Weitere Forschungsfragen im Forschungsprojekt waren:

  1. Einordnung des Konzeptverfahrens als Instrument der Stadtentwicklung

    Welchen Stellenwert hat die Konzeptvergabe im Vergleich zu anderen Instrumenten der Vermarktung von öffentlichen Liegenschaften?

    Wie funktionieren Konzeptverfahren?

    Wie unterscheiden sich Konzeptverfahren mit und ohne eingebundenen Planungswettbewerb?

    Wie verhält sich das Konzeptverfahren zu vergleichbaren Instrumenten mit Auflagen (z.B. Investorenwettbewerb, Direktvergabe mit Auflagen)?

  2. Analyse Qualität der durchgeführten Konzeptverfahren

    Kann durch eine Konzeptverfahren eine besonders hohe städtebaulich-architektonische Qualität erreicht werden?

    An welcher Stelle im Verfahren und mit welcher Expertise ist dies möglich und sinnvoll?

    Wer entscheidet über die städtebaulich-architektonische Qualität?

    Welche Kriterien zur Beurteilung der städtebaulich-architektonischen und Gestaltqualität werden von den Kommunen gebildet?
    Welche Gewichtung haben diese Kriterien im Vergleich zu anderen Aspekten (z.B. Nutzungsmischung, Integrationsleistung, Energiekonzept, Anteil geförderter Wohnungen)?

  3. Analyse Qualität der realisierten Projekte

    Wie werden in Konzeptverfahren entstandene Projekte von Bürgerinnen und Bürgern im Quartier wahrgenommen?

    Durch wen werden die Projekte geplant und realisiert? Welcher Lebenszyklus wird erwartet?

    Welchen Einfluss haben Konzeptverfahren auf die Qualität der gestalteten Lebensräume in Quartier und benachbarten Räumen?

    Wie wirkt sich die Konzeptvergabe auf die Gestaltung realisierter kommunaler Auflagen aus (soweit vorhanden), die im Fall einer Bodenwertsteigerung auf den Träger übertragen werden können (z.B. Erschließung, Gestaltung öffentlicher Räume, Stadtmöblierung)?

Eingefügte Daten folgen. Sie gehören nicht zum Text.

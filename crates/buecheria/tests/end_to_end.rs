//! End-to-end tests through the facade: a file-backed session that
//! outlives the client that created it.

use buecheria::prelude::*;
use mockito::Server;

fn client_for(url: &str, path: &std::path::Path) -> Result<ApiClient<FileStore>, BuecheriaError> {
    let store = FileStore::open(path)?;
    let client = ApiClientBuilder::new()
        .base_url(&format!("{url}/api"))
        .build(store)?;
    Ok(client)
}

#[tokio::test]
async fn test_session_survives_restart_until_server_rejects_it() {
    let mut server = Server::new_async().await;
    let dir = tempfile::tempdir().unwrap();
    let path = dir.path().join("session.json");

    server
        .mock("POST", "/api/login")
        .with_status(200)
        .with_body(r#"{"access_token":"abc123","username":"admin","role":"Admin"}"#)
        .create_async()
        .await;

    // First "process": log in and persist.
    {
        let client = client_for(&server.url(), &path).unwrap();
        let session = client.login("admin", "adminpassword").await.unwrap();
        client
            .set_session(&session.token, &session.username, session.role)
            .unwrap();
    }

    // Second "process": the session is still there.
    let client = client_for(&server.url(), &path).unwrap();
    assert!(client.is_authenticated().unwrap());
    let current = client.sessions().current().unwrap().unwrap();
    assert_eq!(current.username, "admin");
    assert_eq!(current.role, Role::Admin);

    server
        .mock("GET", "/api/protected")
        .match_header("authorization", "Bearer abc123")
        .with_status(401)
        .create_async()
        .await;
    let err: BuecheriaError = client.protected().await.unwrap_err().into();
    assert!(err.requires_login());

    // Third "process": the forced logout was persisted too.
    let client = client_for(&server.url(), &path).unwrap();
    assert_eq!(client.sessions().state().unwrap(), SessionState::Unauthenticated);
}

#[tokio::test]
async fn test_question_mark_converts_every_layer() {
    async fn run(url: &str) -> Result<usize, BuecheriaError> {
        let client = ApiClientBuilder::new()
            .base_url(&format!("{url}/api"))
            .build(MemoryStore::new())?;
        let books = client.books().list().await?;
        Ok(books.len())
    }

    let mut server = Server::new_async().await;
    server
        .mock("GET", "/api/books")
        .with_status(500)
        .with_body(r#"{"detail":"database offline"}"#)
        .create_async()
        .await;

    let err = run(&server.url()).await.unwrap_err();

    assert!(matches!(err, BuecheriaError::Api(ApiError::Request { status: 500, .. })));
    assert_eq!(err.to_string(), "database offline");
}
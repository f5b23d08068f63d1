//! REST client for the Buecheria library API.
//!
//! This crate is what the dashboard talks through:
//!
//! 1. **Login** — exchanging credentials for a [`Session`]
//!    ([`ApiClient::login`])
//! 2. **Authenticated requests** — attaching the bearer token and logging
//!    out when the server rejects it ([`ApiClient::authenticated_request`])
//! 3. **Resources** — typed CRUD over authors, books, members and loans
//!    ([`Resources`])
//!
//! # How it fits in the stack
//!
//! ```text
//! Application (above)  ← forms, lists, dashboards
//!     ↕
//! Client Layer (this crate)  ← HTTP, error messages, token attachment
//!     ↕
//! Session Layer (below)  ← who is logged in
//! ```
//!
//! [`Session`]: buecheria_session::Session

mod client;
mod config;
mod error;
mod message;
mod resources;

pub use client::{ApiClient, ApiClientBuilder, DashboardCounts, RequestOptions};
pub use config::{ApiConfig, CrudAuth};
pub use error::{ApiError, ValidationError};
pub use resources::{
    Author, AuthorDraft, AuthorId, AuthorPatch, Authors, Book, BookDraft,
    BookId, BookPatch, Books, Loan, LoanDraft, LoanId, LoanPatch, Loans,
    Member, MemberDraft, MemberId, MemberPatch, Members, Resource, Resources,
    Validate,
};
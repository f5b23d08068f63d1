//! Error types for the storage layer.

/// Errors that can occur while reading or writing a [`KeyValueStore`].
///
/// [`KeyValueStore`]: crate::KeyValueStore
#[derive(Debug, thiserror::Error)]
pub enum StoreError {
    /// Reading or writing the backing file failed.
    #[error("store I/O failed: {0}")]
    Io(#[source] std::io::Error),

    /// The backing file exists but isn't a JSON object of strings.
    ///
    /// The store refuses to open rather than silently discarding the
    /// previous contents.
    #[cfg(feature = "file")]
    #[error("store file is corrupt: {0}")]
    Corrupt(#[source] serde_json::Error),
}
//! File-backed store: a JSON object on disk.

use std::collections::BTreeMap;
use std::fs;
use std::io::{self, Write};
use std::path::{Path, PathBuf};
use std::sync::{Mutex, PoisonError};

use rand::Rng;

use crate::{KeyValueStore, StoreError};

/// A [`KeyValueStore`] persisted as a single JSON file.
///
/// The file is the only copy of the data: every `get` reads it and every
/// mutation re-reads it, applies the change and writes it back. Any number
/// of `FileStore`s (in this process or others) opened on the same path
/// therefore see each other's logins and logouts.
///
/// Writes go to a sibling temp file first and are then renamed over the
/// target, so a crash mid-write leaves either the old or the new contents,
/// never a truncated file. Within one `FileStore` the read-modify-write is
/// serialized by a lock; across stores there is no file lock, so two
/// writers racing on the same key end with the last rename.
///
/// Values are stored as plaintext. On Unix the file is created with mode
/// `0600` so only the owning user can read the token.
#[derive(Debug)]
pub struct FileStore {
    path: PathBuf,
    /// Serializes read-modify-write cycles from this handle.
    lock: Mutex<()>,
}

impl FileStore {
    /// Opens the store at `path`. A missing (or empty) file is an empty
    /// store; the file is created on the first write.
    ///
    /// # Errors
    /// - [`StoreError::Io`] — the file exists but can't be read
    /// - [`StoreError::Corrupt`] — the file isn't a JSON object of strings
    pub fn open(path: impl Into<PathBuf>) -> Result<Self, StoreError> {
        let path = path.into();
        let entries = load(&path)?;
        tracing::debug!(path = %path.display(), keys = entries.len(), "file store opened");
        Ok(Self {
            path,
            lock: Mutex::new(()),
        })
    }

    /// Returns the path of the backing file.
    pub fn path(&self) -> &Path {
        &self.path
    }

    /// Reads the current file, applies `change`, and writes the result
    /// back if anything changed.
    fn update(
        &self,
        change: impl FnOnce(&mut BTreeMap<String, String>),
    ) -> Result<(), StoreError> {
        let _guard = self.lock.lock().unwrap_or_else(PoisonError::into_inner);
        let current = load(&self.path)?;
        let mut next = current.clone();
        change(&mut next);
        if next == current {
            return Ok(());
        }
        write_atomically(&self.path, &next)
    }
}

impl KeyValueStore for FileStore {
    fn get(&self, key: &str) -> Result<Option<String>, StoreError> {
        let _guard = self.lock.lock().unwrap_or_else(PoisonError::into_inner);
        let mut entries = load(&self.path)?;
        Ok(entries.remove(key))
    }

    fn set(&self, key: &str, value: &str) -> Result<(), StoreError> {
        self.update(|entries| {
            entries.insert(key.to_string(), value.to_string());
        })
    }

    fn remove(&self, key: &str) -> Result<(), StoreError> {
        self.update(|entries| {
            entries.remove(key);
        })
    }
}

/// Reads the file at `path`. Missing or blank means empty.
fn load(path: &Path) -> Result<BTreeMap<String, String>, StoreError> {
    match fs::read_to_string(path) {
        Ok(text) if text.trim().is_empty() => Ok(BTreeMap::new()),
        Ok(text) => serde_json::from_str(&text).map_err(StoreError::Corrupt),
        Err(e) if e.kind() == io::ErrorKind::NotFound => Ok(BTreeMap::new()),
        Err(e) => Err(StoreError::Io(e)),
    }
}

/// Serializes `entries` next to `path` and renames the temp file over it.
fn write_atomically(
    path: &Path,
    entries: &BTreeMap<String, String>,
) -> Result<(), StoreError> {
    if let Some(parent) = path.parent().filter(|p| !p.as_os_str().is_empty())
    {
        fs::create_dir_all(parent).map_err(StoreError::Io)?;
    }

    let bytes = serde_json::to_vec_pretty(entries).map_err(|e| {
        StoreError::Io(io::Error::new(io::ErrorKind::InvalidData, e))
    })?;

    let tmp = temp_path(path);
    let result = (|| {
        let mut file = create_private(&tmp)?;
        file.write_all(&bytes)?;
        file.sync_all()?;
        fs::rename(&tmp, path)
    })();

    if result.is_err() {
        let _ = fs::remove_file(&tmp);
    }
    result.map_err(StoreError::Io)
}

/// `<dir>/.<name>.<16 hex chars>.tmp`, unique per write.
fn temp_path(path: &Path) -> PathBuf {
    let bytes: [u8; 8] = rand::rng().random();
    let suffix: String = bytes.iter().map(|b| format!("{b:02x}")).collect();
    let name = path
        .file_name()
        .map(|n| n.to_string_lossy().into_owned())
        .unwrap_or_else(|| "store".to_string());
    path.with_file_name(format!(".{name}.{suffix}.tmp"))
}

#[cfg(unix)]
fn create_private(path: &Path) -> io::Result<fs::File> {
    use std::os::unix::fs::OpenOptionsExt;
    fs::OpenOptions::new()
        .write(true)
        .create_new(true)
        .mode(0o600)
        .open(path)
}

#[cfg(not(unix))]
fn create_private(path: &Path) -> io::Result<fs::File> {
    fs::OpenOptions::new().write(true).create_new(true).open(path)
}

    Welche Akteurinnen und Akteure werden durch Konzeptverfahren angesprochen?

    Welche Möglichkeiten bieten Konzeptverfahren für Integrationsleistungen?

  4. Empfehlungen

    Wie wird die mittel- und langfristige Entwicklungsperspektive der Konzeptvergabe eingeschätzt?

    Welche Empfehlungen können Städten und Gemeinden an die Hand gegeben werden, um mit Konzeptverfahren einen möglichst hohen Nutzen zu erreichen (in Bezug auf gestalterische Qualität, Partizipation, Entlastung und Mehrwert für das Quartier, Ansprache Bieterinnen und Bieter)?

    Für welche stadträumliche Situationen und Bauaufgaben eignen sich Konzeptverfahren?

    Wie können insbesondere in Klein- und Mittelstädten potenzielle Bieterinnen und Bieter erreicht werden?